按语:2020年12月11日11时,著名古典文学研究专家、原上海师范大学教授孙逊先生,因病医治无效,在无锡逝世,享年76岁。本刊推送2001年对孙逊先生的访谈,以表哀悼和纪念之情。


●孙逊,1944年出生,江苏丹阳人。上海师范大学教授、博士生导师,中国《红楼梦》学会副会长,《文学遗产》编委。著有《〈红楼梦〉脂评初探》、《〈红楼梦〉探究》、《〈红楼梦〉与〈金瓶梅〉》、《〈金瓶梅〉概说》、《董西厢与王西厢》、《中国古典小说美学资料汇粹》、《明清小说论稿》、《明清小说丛稿》、《中国古代小说与宗教》等专著十余部,在《文学评论》、《文学遗产》、《中华文史论丛》、《学术月刊》等刊物发表学术论文六十多篇。专著《〈红楼梦〉脂评初探》、《明清小说丛稿》分别获上海市1979—1985年、1986—1994年度哲学社会科学优秀成果著作奖;《佛道“转世”、“谪世”观念与中国古代小说结构》获上海市1996—1997年哲学社会科学优秀成果论文三等奖,《唐传奇文体考辨》获1998—1999年《文学遗产》优秀论文奖、上海市1998—1999年哲学社科优秀成果论文三等奖;先后承担1996年国家社科基金项目“中国古代小说与宗教”、1997年上海市“九五”社科规划项目、1998年教育部人文社科项目“古本小说词语汇释”等课题。


○潘建国,复旦大学中文学科流动站博士后,上海师范大学人文学院副教授。


本文原载于《学术月刊》2001年第1期。


○孙教授,按年龄,您属“文革”之前的最后一批大学生,许多您的同龄人,由于众所周知的原因,被迫离开了学校,丢掉了书本,甚至终生与学术无缘。
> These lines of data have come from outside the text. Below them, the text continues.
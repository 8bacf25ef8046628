use std::path::PathBuf;
use std::sync::{Arc, PoisonError, RwLock};

use tracing::info;

use crate::advisor::{Advisor, SuggestedTag};
use crate::app::Result;
use crate::classifier::{Classifier, Verdict};
use crate::domain::{Item, Tag};
use crate::language::LanguageDetector;
use crate::store::SqliteStore;

struct Models {
    classifier: Classifier,
    advisor: Advisor,
}

/// Shared access to the rating classifier and the tag advisor.
///
/// Readers never wait for training: new models are built and saved on the
/// side and swapped in at the end.
pub struct Curator {
    classifier_dir: PathBuf,
    advisor_dir: PathBuf,
    detector: Arc<LanguageDetector>,
    models: RwLock<Models>,
}

impl Curator {
    pub fn open(
        classifier_dir: impl Into<PathBuf>,
        advisor_dir: impl Into<PathBuf>,
        detector: Arc<LanguageDetector>,
        db: &SqliteStore,
    ) -> Result<Self> {
        let classifier_dir = classifier_dir.into();
        let advisor_dir = advisor_dir.into();
        let models = Models {
            classifier: Classifier::open(classifier_dir.clone(), detector.clone())?,
            advisor: Advisor::open(advisor_dir.clone(), detector.clone(), db)?,
        };
        Ok(Self {
            classifier_dir,
            advisor_dir,
            detector,
            models: RwLock::new(models),
        })
    }

    pub fn rate(&self, item: &Item) -> Option<(Verdict, f64)> {
        let models = self.models.read().unwrap_or_else(PoisonError::into_inner);
        models.classifier.classify(item)
    }

    pub fn suggest(&self, item: &Item, n: usize) -> Vec<SuggestedTag> {
        let models = self.models.read().unwrap_or_else(PoisonError::into_inner);
        models.advisor.suggest(item, n)
    }

    pub fn learn_rating(&self, item: &Item, verdict: Verdict) {
        let mut models = self.models.write().unwrap_or_else(PoisonError::into_inner);
        models.classifier.learn(item, verdict);
    }

    pub fn learn_tag(&self, item: &Item, tag: &Tag) {
        let mut models = self.models.write().unwrap_or_else(PoisonError::into_inner);
        models.advisor.learn(item, tag);
    }

    /// Trains both models from `db`, saves them and replaces the current
    /// ones.
    pub fn retrain(&self, db: &SqliteStore) -> Result<()> {
        let mut classifier = Classifier::open(self.classifier_dir.clone(), self.detector.clone())?;
        classifier.train(db)?;
        classifier.save()?;

        let mut advisor = Advisor::open(self.advisor_dir.clone(), self.detector.clone(), db)?;
        advisor.train(db)?;
        advisor.save()?;

        let mut models = self.models.write().unwrap_or_else(PoisonError::into_inner);
        *models = Models {
            classifier,
            advisor,
        };
        info!("Swapped in retrained models");
        Ok(())
    }
}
那么,您是怎样走上学术研究之路的?为何选择古代小说作为自己的研究对象?


●我大学时代就喜欢写文章,既搞创作,也搞评论,虽然收效甚微,但发表欲一直不减。1965年大学毕业,其时正值“文革”前夕,山雨欲来风满楼,报刊上已是一片大批判气氛。这以后,我仍是在不停地写,但所写大多是没有意义的,离开学术研究距离甚远,充其量只是练了笔头而已。我学术研究起步于1975年去北京参加《红楼梦》校注工作,因为研究的需要,当时集中了多种珍贵的《红楼梦》版本和研究资料,加上组内真正从事学术研究的专家的熏陶,使我开始摸到了学术研究的门径。我利用这些难得的资料条件,着手准备《红楼梦》脂评的研究。“文革”一结束,其他同志才刚起步,我已基本完成了这一课题,并很快出版了专著。从此就一发不可收,顺着这一条路继续往前走,走上了所谓的学术研究之路。至于为何选择古代小说作为自己的研究对象,这既与从《红楼梦》研究起步有关,又与古代小说文化含量相对比较丰富,我个人比较喜欢有关。
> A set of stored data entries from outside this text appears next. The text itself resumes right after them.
use std::collections::HashSet;
use std::fs;
use std::path::{Path, PathBuf};
use std::sync::LazyLock;
use std::thread;
use std::time::Duration;

use chrono::{DateTime, Utc};
use regex::Regex;
use rusqlite::Connection;
use tracing::{debug, error, info, warn};

use crate::app::{Result, TickerError};
use crate::store::query::Query;
use crate::store::schema;

const RETRY_DELAY: Duration = Duration::from_millis(25);

static RETRY_PAT: LazyLock<Regex> = LazyLock::new(|| {
    Regex::new(r"(?i)database is (?:locked|busy)").expect("retry pattern is valid")
});

/// Bookkeeping for the transaction that is currently open on a handle.
#[derive(Debug, Default)]
struct TxState {
    /// Open savepoints, oldest first, as (user name, generated identifier).
    savepoints: Vec<(String, String)>,
    /// Every name a caller has passed to `savepoint_create` in this transaction.
    user_names: HashSet<String>,
    counter: u32,
}

impl TxState {
    fn next_identifier(&mut self) -> String {
        loop {
            self.counter += 1;
            let ident = format!("Savepoint{:05}", self.counter);
            if !self.user_names.contains(&ident) {
                return ident;
            }
        }
    }

    fn position(&self, name: &str) -> Result<usize> {
        self.savepoints
            .iter()
            .rposition(|(user, _)| user == name)
            .ok_or_else(|| TickerError::InvalidSavepoint(name.to_string()))
    }
}

/// One handle to the database. A handle owns its connection and must not be
/// shared between concurrent callers; use [`Pool`](crate::store::Pool) for that.
pub struct SqliteStore {
    conn: Connection,
    path: Option<PathBuf>,
    tx: Option<TxState>,
}

impl SqliteStore {
    /// Opens the database at `path`, creating and initializing it if needed.
    ///
    /// If the file did not exist before and initialization fails, the file
    /// is removed again so no half-initialized database is left behind.
    pub fn open<P: AsRef<Path>>(path: P) -> Result<Self> {
        let path = path.as_ref();
        let created = !path.exists();

        let conn = Connection::open(path)?;
        let mut store = Self {
            conn,
            path: Some(path.to_path_buf()),
            tx: None,
        };

        if let Err(e) = store.initialize() {
            error!("Failed to initialize database at {}: {}", path.display(), e);
            drop(store);
            if created {
                if let Err(rm) = fs::remove_file(path) {
                    warn!("Cannot remove broken database {}: {}", path.display(), rm);
                }
            }
            return Err(e);
        }

        if created {
            info!("Created new database at {}", path.display());
        }
        Ok(store)
    }

    pub fn in_memory() -> Result<Self> {
        let conn = Connection::open_in_memory()?;
        let mut store = Self {
            conn,
            path: None,
            tx: None,
        };
        store.initialize()?;
        Ok(store)
    }

    pub fn path(&self) -> Option<&Path> {
        self.path.as_deref()
    }

    fn initialize(&mut self) -> Result<()> {
        self.conn
            .set_prepared_statement_cache_capacity(Query::COUNT);
        let mode: String =
            self.conn
                .pragma_update_and_check(None, "journal_mode", "WAL", |row| row.get(0))?;
        debug!("Journal mode is {}", mode);
        self.conn.pragma_update(None, "foreign_keys", true)?;
        self.conn.pragma_update(None, "recursive_triggers", false)?;
        self.conn.busy_timeout(Duration::from_millis(100))?;

        schema::migrations().to_latest(&mut self.conn)?;
        Ok(())
    }

    pub fn in_transaction(&self) -> bool {
        self.tx.is_some()
    }

    pub fn begin(&mut self) -> Result<()> {
        if self.tx.is_some() {
            return Err(TickerError::TxInProgress);
        }
        retry(|| Ok(self.conn.execute_batch("BEGIN IMMEDIATE")?))?;
        self.tx = Some(TxState::default());
        Ok(())
    }

    pub fn commit(&mut self) -> Result<()> {
        if self.tx.is_none() {
            return Err(TickerError::NoTxInProgress);
        }
        match retry(|| Ok(self.conn.execute_batch("COMMIT")?)) {
            Ok(()) => {
                self.tx = None;
                Ok(())
            }
            Err(e) => {
                self.abort();
                Err(e)
            }
        }
    }

    pub fn rollback(&mut self) -> Result<()> {
        if self.tx.is_none() {
            return Err(TickerError::NoTxInProgress);
        }
        self.tx = None;
        retry(|| Ok(self.conn.execute_batch("ROLLBACK")?))
    }

    /// Rolls back whatever is open and forgets the transaction state.
    fn abort(&mut self) {
        self.tx = None;
        if self.conn.is_autocommit() {
            return;
        }
        if let Err(e) = self.conn.execute_batch("ROLLBACK") {
            error!("Cannot roll back transaction: {}", e);
        }
    }

    pub fn savepoint_create(&mut self, name: &str) -> Result<()> {
        let tx = self.tx.as_mut().ok_or(TickerError::NoTxInProgress)?;
        tx.user_names.insert(name.to_string());
        let ident = tx.next_identifier();
        retry(|| Ok(self.conn.execute_batch(&format!("SAVEPOINT {}", ident))?))?;
        if let Some(tx) = self.tx.as_mut() {
            tx.savepoints.push((name.to_string(), ident));
        }
        Ok(())
    }

    /// Releases the named savepoint and every savepoint created after it.
    pub fn savepoint_release(&mut self, name: &str) -> Result<()> {
        let tx = self.tx.as_ref().ok_or(TickerError::NoTxInProgress)?;
        let pos = tx.position(name)?;
        let ident = tx.savepoints[pos].1.clone();
        retry(|| Ok(self.conn.execute_batch(&format!("RELEASE SAVEPOINT {}", ident))?))?;
        if let Some(tx) = self.tx.as_mut() {
            tx.savepoints.truncate(pos);
        }
        Ok(())
    }

    /// Undoes everything since the named savepoint was created and drops it
    /// together with every newer savepoint.
    pub fn savepoint_rollback(&mut self, name: &str) -> Result<()> {
        let tx = self.tx.as_ref().ok_or(TickerError::NoTxInProgress)?;
        let pos = tx.position(name)?;
        let ident = tx.savepoints[pos].1.clone();
        let sql = format!("ROLLBACK TO SAVEPOINT {0}; RELEASE SAVEPOINT {0}", ident);
        retry(|| Ok(self.conn.execute_batch(&sql)?))?;
        if let Some(tx) = self.tx.as_mut() {
            tx.savepoints.truncate(pos);
        }
        Ok(())
    }

    /// Runs a read-only operation, retrying on transient lock contention.
    pub(crate) fn read<T>(&self, mut op: impl FnMut(&Connection) -> Result<T>) -> Result<T> {
        retry(|| op(&self.conn))
    }

    /// Runs a mutation inside the active transaction, or inside an ad-hoc
    /// transaction if none is open.
    ///
    /// A failure inside an explicit transaction rolls that transaction back.
    pub(crate) fn write<T>(&mut self, mut op: impl FnMut(&Connection) -> Result<T>) -> Result<T> {
        let explicit = self.tx.is_some();
        if !explicit {
            retry(|| Ok(self.conn.execute_batch("BEGIN IMMEDIATE")?))?;
        }

        let res = retry(|| op(&self.conn));
        match res {
            Ok(value) => {
                if !explicit {
                    if let Err(e) = retry(|| Ok(self.conn.execute_batch("COMMIT")?)) {
                        self.abort();
                        return Err(e);
                    }
                }
                Ok(value)
            }
            Err(e) => {
                debug!("Rolling back after failed mutation: {}", e);
                self.abort();
                Err(e)
            }
        }
    }

    /// Checkpoints the WAL and compacts, reindexes and analyzes the database.
    pub fn perform_maintenance(&mut self) -> Result<()> {
        if self.tx.is_some() {
            return Err(TickerError::TxInProgress);
        }
        retry(|| {
            self.conn
                .query_row("PRAGMA wal_checkpoint(TRUNCATE)", [], |_| Ok(()))?;
            Ok(())
        })?;
        for stmt in ["VACUUM", "REINDEX", "ANALYZE"] {
            retry(|| Ok(self.conn.execute_batch(stmt)?))?;
        }
        info!("Database maintenance finished");
        Ok(())
    }

    /// Clears the full-text index and repopulates it from all items.
    pub fn fts_rebuild(&mut self) -> Result<usize> {
        let cnt = self.write(|conn| {
            Query::FtsClear.prepare(conn)?.execute([])?;
            Ok(Query::FtsPopulate.prepare(conn)?.execute([])?)
        })?;
        info!("Rebuilt full-text index with {} items", cnt);
        Ok(cnt)
    }
}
○在您的研究经历中,有哪些学者和著作,曾对您产生过较为重要的影响?


●大学时代“左”的路线影响已很厉害,但1962年所谓“回潮”时期有幸听过钱仲联教授讲课,他当时上《中国文学史》,不仅要求很高,而且时常要发脾气骂人,同学们听课都很紧张,生怕被他提问。但这门课在同学心目中地位最高,我考试竟然得了98分。当时还把试卷张贴在教室里示范,这使我在班里非常有脸,并从此埋下了偏爱古代文学的种子。以后对我研究影响最大的,就是在《红楼梦》校注组期间接触的师友,如冯其庸、刘梦溪和文雷等,他们对版本和资料的重视,使我开始明白学问的真谛。其他很多是间接的影响,如许多前辈著名学者的论著及治学方法,均曾使我获益匪浅。其中我奉为圭臬的有鲁迅、胡适、陈寅恪、孙楷第等,他们引导我不断追求新的学术境界。
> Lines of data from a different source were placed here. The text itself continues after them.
use chrono::{DateTime, Utc};
use serde::{Deserialize, Serialize};

use crate::domain::Tag;

#[derive(Debug, Clone, PartialEq, Serialize, Deserialize)]
pub struct Item {
    pub id: i64,
    pub feed_id: i64,
    pub link: String,
    pub title: String,
    pub description: String,
    pub timestamp: DateTime<Utc>,
    pub read: bool,
    pub rating: Option<f64>,
    pub prefetch: bool,
    pub tags: Vec<Tag>,
}

impl Item {
    pub fn new(feed_id: i64, link: impl Into<String>, title: impl Into<String>) -> Self {
        Self {
            id: 0,
            feed_id,
            link: link.into(),
            title: title.into(),
            description: String::new(),
            timestamp: Utc::now(),
            read: false,
            rating: None,
            prefetch: false,
            tags: Vec::new(),
        }
    }

    pub fn display_title(&self) -> &str {
        if self.title.is_empty() {
            "(Untitled)"
        } else {
            &self.title
        }
    }

    pub fn is_rated(&self) -> bool {
        self.rating.is_some()
    }

    pub fn has_tag(&self, tag_id: i64) -> bool {
        self.tags.iter().any(|t| t.id == tag_id)
    }
}
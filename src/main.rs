use clap::Parser;

use ticker::app::{init_logging, AppContext};
use ticker::cli::{commands, Cli, Commands};
use ticker::config::Config;

#[tokio::main]
async fn main() -> anyhow::Result<()> {
    let cli = Cli::parse();

    let config = Config::load(cli.basedir.as_deref())?;
    config.init()?;
    init_logging(&config.log_path())?;
    let ctx = AppContext::new(config)?;

    match cli.command {
        Commands::Run => commands::run(&ctx).await?,
        Commands::Add { url, name, interval } => {
            commands::add_feed(&ctx, &url, name, interval).await?;
        }
        Commands::List { items, limit } => {
            if items {
                commands::list_items(&ctx, limit).await?;
            } else {
                commands::list_feeds(&ctx).await?;
            }
        }
        Commands::Search { query } => commands::search(&ctx, &query).await?,
        Commands::Archive { item_id } => commands::archive_item(&ctx, item_id).await?,
        Commands::Train => commands::train(&ctx).await?,
        Commands::Maintain => commands::maintain(&ctx).await?,
        Commands::RebuildIndex => commands::rebuild_index(&ctx).await?,
    }

    Ok(())
}
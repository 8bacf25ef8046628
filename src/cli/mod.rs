pub mod commands;

use std::path::PathBuf;

use clap::{Parser, Subcommand};

#[derive(Parser)]
#[command(name = "ticker")]
#[command(about = "A personal RSS/Atom aggregator", long_about = None)]
pub struct Cli {
    /// Directory holding the database, logs, caches and models
    #[arg(short, long, global = true)]
    pub basedir: Option<PathBuf>,

    #[command(subcommand)]
    pub command: Commands,
}

#[derive(Subcommand)]
pub enum Commands {
    /// Poll feeds, prefetch images and archive pages until interrupted
    Run,
    /// Subscribe to a feed
    Add {
        /// URL of the feed
        url: String,
        /// Display name (default: the feed's title)
        #[arg(short, long)]
        name: Option<String>,
        /// Refresh interval in seconds
        #[arg(short, long, default_value_t = 900)]
        interval: u64,
    },
    /// List feeds or items
    List {
        /// Show the most recent items instead of feeds
        #[arg(long)]
        items: bool,
        /// Number of items to show
        #[arg(short, long, default_value_t = 25)]
        limit: usize,
    },
    /// Search items, e.g. `ticker search sqlite tag:Database datemin:2021-05-01`
    Search {
        #[arg(required = true, num_args = 1..)]
        query: Vec<String>,
    },
    /// Save an offline copy of an item's page
    Archive {
        item_id: i64,
    },
    /// Retrain the rating classifier and the tag advisor
    Train,
    /// Checkpoint, vacuum and analyze the database
    Maintain,
    /// Rebuild the full-text index
    RebuildIndex,
}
○在我的印象中,古代小说研究,长期以来一直集中在《红楼梦》、《金瓶梅》、《西游记》、《三国演义》、《水浒传》、《儒林外史》、三《言》二《拍》、《聊斋志异》等十几部名著身上,不少学者也以“红学专家”、“金学专家”、“《水浒》专家”等身份,得到社会的承认并终其一生,您怎么看待这一现象?


●中国古代小说的渊源十分远长,小说批评也古已有之,但小说研究作为一门专学,却是20世纪才开始,迄今也不过80、90年的历史。与经学、史学、诗学、词学等传统学术相比,小说学的学术积累最为薄弱,因此,当20世纪初“五四”新文化运动之后,古代小说从“不登大雅”之物,成为学术研究的对象之时,它为学者们提供的研究空间是很大的,而且也充满了学术吸引力,诸如王国维、陈寅恪、董康、鲁迅、胡适、郑振铎、俞平伯、孙楷第等一批第一流的学者,均曾或多或少地涉足其间。你刚才提到的小说研究格局,其实早在20、30年代就已确立,当时,研究者鉴于古代小说作品数量繁多、艺术质量相差悬殊的事实,选择诸如《红楼梦》、《水浒传》等经典作品进行研究,这是完全可以理解的,也是符合学术研究之规律的。但问题的关键在于,作为后继者,我们不能始终在前人设定的区域内徘徊,这么多人、这么长时间地集中在十几部小说名著的研究上,无论如何也不能说是正常的现象,这就好比成千上万的人拥挤在一块面积不大的土地上耕种,不管你怎么深耕、施肥,种出的庄稼终究有限,有时候,还会惹出许多无谓的纠纷。八十年代以来,随着对外开放的不断深入,各个层面的中外学术文化交流日渐增多,海外汉学家的研究新思路,国内青年学者的学术新面貌,电脑网络对学术研究的介入,学术成果出版及传播的数字化,凡此种种均表明传统的那种毕其一生专攻一书、皓首穷经的研究范式,已难适应新时期的学术研究形势,这在古代小说研究领域,表现得尤为明显。学术研究要注重传承,更应强调超越,因此,必须及时调整自己的研究姿态,不断开辟新的研究领域。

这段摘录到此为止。